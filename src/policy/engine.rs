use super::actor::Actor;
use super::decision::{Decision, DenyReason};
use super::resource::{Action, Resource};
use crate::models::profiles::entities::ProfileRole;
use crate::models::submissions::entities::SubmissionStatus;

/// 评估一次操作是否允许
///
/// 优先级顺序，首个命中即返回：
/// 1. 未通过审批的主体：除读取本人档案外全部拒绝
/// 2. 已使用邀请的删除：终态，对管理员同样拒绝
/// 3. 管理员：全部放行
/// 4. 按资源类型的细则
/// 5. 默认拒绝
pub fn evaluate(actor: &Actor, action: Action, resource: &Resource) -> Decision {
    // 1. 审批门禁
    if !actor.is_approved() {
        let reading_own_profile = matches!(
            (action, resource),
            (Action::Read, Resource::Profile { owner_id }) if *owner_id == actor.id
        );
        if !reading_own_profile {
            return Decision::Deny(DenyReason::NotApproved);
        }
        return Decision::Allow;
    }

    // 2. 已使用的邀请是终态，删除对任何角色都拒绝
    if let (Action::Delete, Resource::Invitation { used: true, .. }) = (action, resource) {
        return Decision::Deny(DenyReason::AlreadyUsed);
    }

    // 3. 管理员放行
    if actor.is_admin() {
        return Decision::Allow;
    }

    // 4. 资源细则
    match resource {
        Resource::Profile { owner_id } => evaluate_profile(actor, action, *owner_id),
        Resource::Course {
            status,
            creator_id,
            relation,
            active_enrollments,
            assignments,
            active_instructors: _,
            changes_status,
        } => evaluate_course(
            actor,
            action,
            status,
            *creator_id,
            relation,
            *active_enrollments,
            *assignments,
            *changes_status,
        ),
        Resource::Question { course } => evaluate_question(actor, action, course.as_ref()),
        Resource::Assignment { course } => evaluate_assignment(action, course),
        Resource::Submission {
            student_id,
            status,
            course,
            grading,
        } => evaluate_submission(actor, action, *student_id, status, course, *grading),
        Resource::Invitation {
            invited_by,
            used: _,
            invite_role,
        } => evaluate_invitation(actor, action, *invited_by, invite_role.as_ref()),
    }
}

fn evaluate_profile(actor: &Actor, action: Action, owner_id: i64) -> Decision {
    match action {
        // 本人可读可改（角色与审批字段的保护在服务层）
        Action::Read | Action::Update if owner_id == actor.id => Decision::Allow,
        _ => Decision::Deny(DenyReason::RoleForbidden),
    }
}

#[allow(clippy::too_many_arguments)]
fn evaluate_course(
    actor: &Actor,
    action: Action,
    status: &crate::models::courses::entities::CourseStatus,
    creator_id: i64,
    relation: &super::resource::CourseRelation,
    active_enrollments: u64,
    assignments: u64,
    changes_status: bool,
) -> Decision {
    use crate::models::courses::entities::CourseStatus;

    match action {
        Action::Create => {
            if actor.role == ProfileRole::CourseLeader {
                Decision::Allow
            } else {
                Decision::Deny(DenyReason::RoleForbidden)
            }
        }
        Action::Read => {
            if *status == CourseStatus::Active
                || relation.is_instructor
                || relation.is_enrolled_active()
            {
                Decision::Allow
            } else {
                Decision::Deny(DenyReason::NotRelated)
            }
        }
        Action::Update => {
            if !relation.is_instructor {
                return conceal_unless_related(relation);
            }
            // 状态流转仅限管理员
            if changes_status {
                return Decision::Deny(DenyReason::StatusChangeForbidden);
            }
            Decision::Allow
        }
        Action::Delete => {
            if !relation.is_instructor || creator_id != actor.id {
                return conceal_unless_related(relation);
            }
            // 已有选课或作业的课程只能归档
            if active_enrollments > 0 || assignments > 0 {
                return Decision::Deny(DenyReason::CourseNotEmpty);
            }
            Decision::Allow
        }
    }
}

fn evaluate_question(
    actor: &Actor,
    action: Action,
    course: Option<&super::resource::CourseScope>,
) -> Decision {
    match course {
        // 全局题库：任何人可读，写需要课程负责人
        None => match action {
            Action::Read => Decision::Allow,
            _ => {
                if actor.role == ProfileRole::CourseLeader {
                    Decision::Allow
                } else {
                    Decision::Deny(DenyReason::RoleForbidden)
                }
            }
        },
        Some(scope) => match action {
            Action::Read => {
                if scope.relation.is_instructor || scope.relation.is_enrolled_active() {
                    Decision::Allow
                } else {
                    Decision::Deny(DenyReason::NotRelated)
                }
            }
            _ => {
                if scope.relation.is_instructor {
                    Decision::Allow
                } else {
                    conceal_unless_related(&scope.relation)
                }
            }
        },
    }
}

..............................

**WORK REQUIRED:** Output each line of the records above exactly.

**RESULT FOR THIS TASK:**
filename src/policy/engine.rs
use super::actor::Actor;
use super::decision::{Decision, DenyReason};
use super::resource::{Action, Resource};
use crate::models::profiles::entities::ProfileRole;
use crate::models::submissions::entities::SubmissionStatus;

/// 评估一次操作是否允许
///
/// 优先级顺序，首个命中即返回：
/// 1. 未通过审批的主体：除读取本人档案外全部拒绝
/// 2. 已使用邀请的删除：终态，对管理员同样拒绝
/// 3. 管理员：全部放行
/// 4. 按资源类型的细则
/// 5. 默认拒绝
pub fn evaluate(actor: &Actor, action: Action, resource: &Resource) -> Decision {
    // 1. 审批门禁
    if !actor.is_approved() {
        let reading_own_profile = matches!(
            (action, resource),
            (Action::Read, Resource::Profile { owner_id }) if *owner_id == actor.id
        );
        if !reading_own_profile {
            return Decision::Deny(DenyReason::NotApproved);
        }
        return Decision::Allow;
    }

    // 2. 已使用的邀请是终态，删除对任何角色都拒绝
    if let (Action::Delete, Resource::Invitation { used: true, .. }) = (action, resource) {
        return Decision::Deny(DenyReason::AlreadyUsed);
    }

    // 3. 管理员放行
    if actor.is_admin() {
        return Decision::Allow;
    }

    // 4. 资源细则
    match resource {
        Resource::Profile { owner_id } => evaluate_profile(actor, action, *owner_id),
        Resource::Course {
            status,
            creator_id,
            relation,
            active_enrollments,
            assignments,
            active_instructors: _,
            changes_status,
        } => evaluate_course(
            actor,
            action,
            status,
            *creator_id,
            relation,
            *active_enrollments,
            *assignments,
            *changes_status,
        ),
        Resource::Question { course } => evaluate_question(actor, action, course.as_ref()),
        Resource::Assignment { course } => evaluate_assignment(action, course),
        Resource::Submission {
            student_id,
            status,
            course,
            grading,
        } => evaluate_submission(actor, action, *student_id, status, course, *grading),
        Resource::Invitation {
            invited_by,
            used: _,
            invite_role,
        } => evaluate_invitation(actor, action, *invited_by, invite_role.as_ref()),
    }
}

fn evaluate_profile(actor: &Actor, action: Action, owner_id: i64) -> Decision {
    match action {
        // 本人可读可改（角色与审批字段的保护在服务层）
        Action::Read | Action::Update if owner_id == actor.id => Decision::Allow,
        _ => Decision::Deny(DenyReason::RoleForbidden),
    }
}

#[allow(clippy::too_many_arguments)]
fn evaluate_course(
    actor: &Actor,
    action: Action,
    status: &crate::models::courses::entities::CourseStatus,
    creator_id: i64,
    relation: &super::resource::CourseRelation,
    active_enrollments: u64,
    assignments: u64,
    changes_status: bool,
) -> Decision {
    use crate::models::courses::entities::CourseStatus;

    match action {
        Action::Create => {
            if actor.role == ProfileRole::CourseLeader {
                Decision::Allow
            } else {
                Decision::Deny(DenyReason::RoleForbidden)
            }
        }
        Action::Read => {
            if *status == CourseStatus::Active
                || relation.is_instructor
                || relation.is_enrolled_active()
            {
                Decision::Allow
            } else {
                Decision::Deny(DenyReason::NotRelated)
            }
        }
        Action::Update => {
            if !relation.is_instructor {
                return conceal_unless_related(relation);
            }
            // 状态流转仅限管理员
            if changes_status {
                return Decision::Deny(DenyReason::StatusChangeForbidden);
            }
            Decision::Allow
        }
        Action::Delete => {
            if !relation.is_instructor || creator_id != actor.id {
                return conceal_unless_related(relation);
            }
            // 已有选课或作业的课程只能归档
            if active_enrollments > 0 || assignments > 0 {
                return Decision::Deny(DenyReason::CourseNotEmpty);
            }
            Decision::Allow
        }
    }
}

fn evaluate_question(
    actor: &Actor,
    action: Action,
    course: Option<&super::resource::CourseScope>,
) -> Decision {
    match course {
        // 全局题库：任何人可读，写需要课程负责人
        None => match action {
            Action::Read => Decision::Allow,
            _ => {
                if actor.role == ProfileRole::CourseLeader {
                    Decision::Allow
                } else {
                    Decision::Deny(DenyReason::RoleForbidden)
                }
            }
        },
        Some(scope) => match action {
            Action::Read => {
                if scope.relation.is_instructor || scope.relation.is_enrolled_active() {
                    Decision::Allow
                } else {
                    Decision::Deny(DenyReason::NotRelated)
                }
            }
            _ => {
                if scope.relation.is_instructor {
                    Decision::Allow
                } else {
                    conceal_unless_related(&scope.relation)
                }
            }
        },
    }
}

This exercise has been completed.